Pellet therapy is prohibited in sport if the pellet contains a substance that is prohibited.
What if a doctor prescribes bioidentical hormone therapy?
Athletes should always check their medications on GlobalDRO.com to find out the anti-doping status. This is true for bioidentical hormones, compounded medications, and any other type of medication (pill, injection, pellet, cream, gel, or patch) even if the doctor prescribes it and/or claims that it is “all-natural.”
Are Compounded Pellet Therapies FDA-approved?
No, because compounded medications in general are not FDA-approved. The FDA allows compounded medications to serve patients that cannot use a standard drug form of a medication due to allergies, dosage limitations, or other medical issues.

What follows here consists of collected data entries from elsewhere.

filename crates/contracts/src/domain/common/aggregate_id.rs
use serde::{de::DeserializeOwned, Serialize};
use std::hash::Hash;

/// Identifier of an aggregate as it travels through routes and URLs
pub trait AggregateId:
    Clone + Copy + PartialEq + Eq + Hash + Serialize + DeserializeOwned + std::fmt::Debug
{
    /// Render the id as a path segment
    fn as_string(&self) -> String;

    /// Parse the id back from a path segment
    fn from_string(s: &str) -> Result<Self, String>;
}
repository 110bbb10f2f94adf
pub mod pagination_controls;
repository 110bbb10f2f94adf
use leptos::prelude::*;

/// How long a toast stays on screen
const TOAST_TIMEOUT_MS: u32 = 4_000;

#[derive(Debug, Clone, Copy, PartialEq, Eq)]
pub enum ToastIntent {
    Success,
    Error,
}

impl ToastIntent {
    fn class(&self) -> &'static str {
        match self {
            ToastIntent::Success => "toast toast--success",
            ToastIntent::Error => "toast toast--error",
        }
    }
}

#[derive(Debug, Clone, PartialEq)]
pub struct ToastMessage {
    pub id: u64,
    pub intent: ToastIntent,
    pub text: String,
}

/// Transient, non-blocking notifications
///
/// Usage:
/// ```rust,no_run
/// # use frontend::shared::toast::use_toast;
/// let toast = use_toast();
/// toast.error("Erro ao buscar os produtos.");
/// ```
#[derive(Clone, Copy)]
pub struct ToastService {
    messages: RwSignal<Vec<ToastMessage>>,
    next_id: StoredValue<u64>,
}

impl ToastService {
    pub fn new() -> Self {
        Self {
            messages: RwSignal::new(Vec::new()),
            next_id: StoredValue::new(1),
        }
    }

    /// Show a message; it is dismissed automatically after a few seconds
    pub fn push(&self, intent: ToastIntent, text: impl Into<String>) -> u64 {
        let id = self.next_id.get_value();
        self.next_id.set_value(id + 1);

        let text = text.into();
        log::debug!("toast #{} {:?}: {}", id, intent, text);
        self.messages
            .update(|list| list.push(ToastMessage { id, intent, text }));

        let service = *self;
        leptos::task::spawn_local(async move {
            gloo_timers::future::TimeoutFuture::new(TOAST_TIMEOUT_MS).await;
            service.dismiss(id);
        });

        id
    }

    pub fn success(&self, text: impl Into<String>) -> u64 {
        self.push(ToastIntent::Success, text)
    }

    pub fn error(&self, text: impl Into<String>) -> u64 {
        self.push(ToastIntent::Error, text)
    }

    pub fn dismiss(&self, id: u64) {
        self.messages.update(|list| list.retain(|m| m.id != id));
    }
}

impl Default for ToastService {
    fn default() -> Self {
        Self::new()
    }
}

pub fn use_toast() -> ToastService {
    use_context::<ToastService>().expect("ToastService not provided in context")
}

/// Fixed container rendering the active toasts. Mount once, near the root.
#[component]
pub fn ToastContainer() -> impl IntoView {
    let toast = use_toast();

    view! {
        <div class="toast-container" role="status">
            <For
                each=move || toast.messages.get()
                key=|m| m.id
                children=move |m: ToastMessage| {
                    let id = m.id;
                    view! {
                        <div class=m.intent.class() on:click=move |_| toast.dismiss(id)>
                            {m.text}
                        </div>
                    }
                }
            />
        </div>
    }
}
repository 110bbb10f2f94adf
//! TopHeader component - application top navigation bar.

use crate::shared::icons::icon;
use leptos::prelude::*;
use leptos_router::components::A;

#[component]
pub fn TopHeader() -> impl IntoView {
    view! {
        <header class="top-header">
            <A href="/" attr:class="top-header__brand">
                {icon("products")}
                <span class="top-header__title">"Catálogo de Produtos"</span>
            </A>

            <nav class="top-header__actions">
                <A href="/" attr:class="top-header__link">"Produtos"</A>
                <A href="/products/create" attr:class="top-header__link">
                    {icon("plus")}
                    "Novo Produto"
                </A>
            </nav>
        </header>
    }
}
pub mod app;
pub mod domain;
pub mod layout;
pub mod routes;
pub mod shared;

use wasm_bindgen::prelude::wasm_bindgen;

#[wasm_bindgen]
pub fn hydrate() {
    // initializes logging using the `log` crate
    _ = console_log::init_with_level(log::Level::Debug);
    console_error_panic_hook::set_once();

    leptos::mount::mount_to_body(app::App);
}

#[wasm_bindgen(start)]
pub fn start() {
    hydrate();
}
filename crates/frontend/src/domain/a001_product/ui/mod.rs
pub mod details;
pub mod list;
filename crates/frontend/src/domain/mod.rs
pub mod a001_product;
//! JSON-backed rating data: the history used for baselines, the labelled
//! training examples, and precomputed component recommender scores

use crate::recommenders::{ItemScorer, RecommenderList, ScoreEntry, TableItemScorer};
use crate::trainer::TrainingSource;
use crate::types::Rating;
use anyhow::{Context, Result};
use serde::{Deserialize, Serialize};
use std::path::Path;
use std::sync::Arc;
use tracing::info;

#[derive(Debug, Clone, Serialize, Deserialize)]
pub struct ComponentScores {
    pub name: String,
    #[serde(default)]
    pub scores: Vec<ScoreEntry>,
}

#[derive(Debug, Clone, Default, Serialize, Deserialize)]
pub struct RatingDataset {
    /// Rating history: feeds the bias model and popularity counts
    #[serde(default)]
    pub ratings: Vec<Rating>,
    /// Labelled examples (+1 observed, -1 sampled negative) for the logistic trainer
    #[serde(default)]
    pub training: Vec<Rating>,
    #[serde(default)]
    pub components: Vec<ComponentScores>,
}

impl RatingDataset {
    pub fn from_json(json: &str) -> Result<Self> {
        serde_json::from_str(json).context("Failed to parse rating dataset")
    }

    pub fn load(path: impl AsRef<Path>) -> Result<Self> {
        let path = path.as_ref();
        let content = std::fs::read_to_string(path)
            .with_context(|| format!("Failed to read dataset {}", path.display()))?;
        let dataset = Self::from_json(&content)
            .with_context(|| format!("Invalid dataset {}", path.display()))?;

        info!(
            "Loaded dataset {}: {} ratings, {} training examples, {} components",
            path.display(),
            dataset.ratings.len(),
            dataset.training.len(),
            dataset.components.len()
        );

        Ok(dataset)
    }

    /// One table scorer per component, in file order
    pub fn recommenders(&self) -> RecommenderList {
        let scorers: Vec<Arc<dyn ItemScorer>> = self
            .components
            .iter()
            .map(|c| {
                Arc::new(TableItemScorer::new(c.name.clone(), c.scores.iter().copied()))
                    as Arc<dyn ItemScorer>
            })
            .collect();
        RecommenderList::new(scorers)
    }
}

impl TrainingSource for RatingDataset {
    fn training_examples(&self) -> Vec<Rating> {
        self.training.clone()
    }
}
//! Core type definitions shared by the blend scorers and the trainer

use serde::{Deserialize, Serialize};
use std::cmp::Ordering;
use std::collections::HashMap;

pub type UserId = i64;
pub type ItemId = i64;

/// One historical rating event; `value` is the training label (+1 / -1 for implicit feedback)
#[derive(Debug, Clone, Copy, PartialEq, Serialize, Deserialize)]
pub struct Rating {
    pub user: UserId,
    pub item: ItemId,
    pub value: f64,
}

impl Rating {
    pub fn new(user: UserId, item: ItemId, value: f64) -> Self {
        Self { user, item, value }
    }
}

/// Result of scoring a candidate set: every requested item maps to a score
pub type ScoreMap = HashMap<ItemId, f64>;

#[derive(Debug, Clone, Copy, PartialEq, Serialize, Deserialize)]
pub struct ScoredItem {
    pub item: ItemId,
    pub score: f64,
}

/// Rank a score map descending by score.
///
/// Ties go to the lower item id; non-finite scores (NaN, ±inf) sort after every finite one.
pub fn top_n(scores: &ScoreMap, n: usize) -> Vec<ScoredItem> {
    let mut ranked: Vec<ScoredItem> = scores
        .iter()
        .map(|(&item, &score)| ScoredItem { item, score })
        .collect();

    ranked.sort_by(|a, b| match (!a.score.is_finite(), !b.score.is_finite()) {
        (true, true) => a.item.cmp(&b.item),
        (true, false) => Ordering::Greater,
        (false, true) => Ordering::Less,
        (false, false) => b
            .score
            .partial_cmp(&a.score)
            .unwrap_or(Ordering::Equal)
            .then(a.item.cmp(&b.item)),
    });

    ranked.truncate(n);
    ranked
}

Recently there has been an increased interest in personalized medicine and individually prepared compounded medications. Athletes considering a compounded pellet therapy should be aware that they are not evaluated for safety or efficacy by the FDA. In 2020, the National Academy of Science recommended that compounded hormone pellet therapies should be added to the list of things compounding pharmacies are not allowed to make because of concerns about the safety and complexity of the drug delivery mechanism, the inconsistency in production methods, and unknowns around dosages.
The report also raises caution regarding the use of multihormone compounded medications. While it may be convenient for patients to have multiple hormones combined into a single pill or other delivery mode, the more hormones that are included in a formulation, the greater the potential for adverse effects due to drug interactions or other issues.
In 2018, the FDA investigated BioTE Medical and found 4,202 adverse events associated with compounded hormone pellets that were not previously reported to the FDA. Possibly associated adverse events (side effects or bad health outcomes related to a medication) with compounded hormone pellets included: endometrial cancer, prostate cancer, strokes, heart attacks, deep vein thrombosis, cellulitis, and pellet extrusion. Athletes should be aware that, in addition to anti-doping risks, compounded pellet therapies can pose health risks even though they are advertised to be safe and healthy.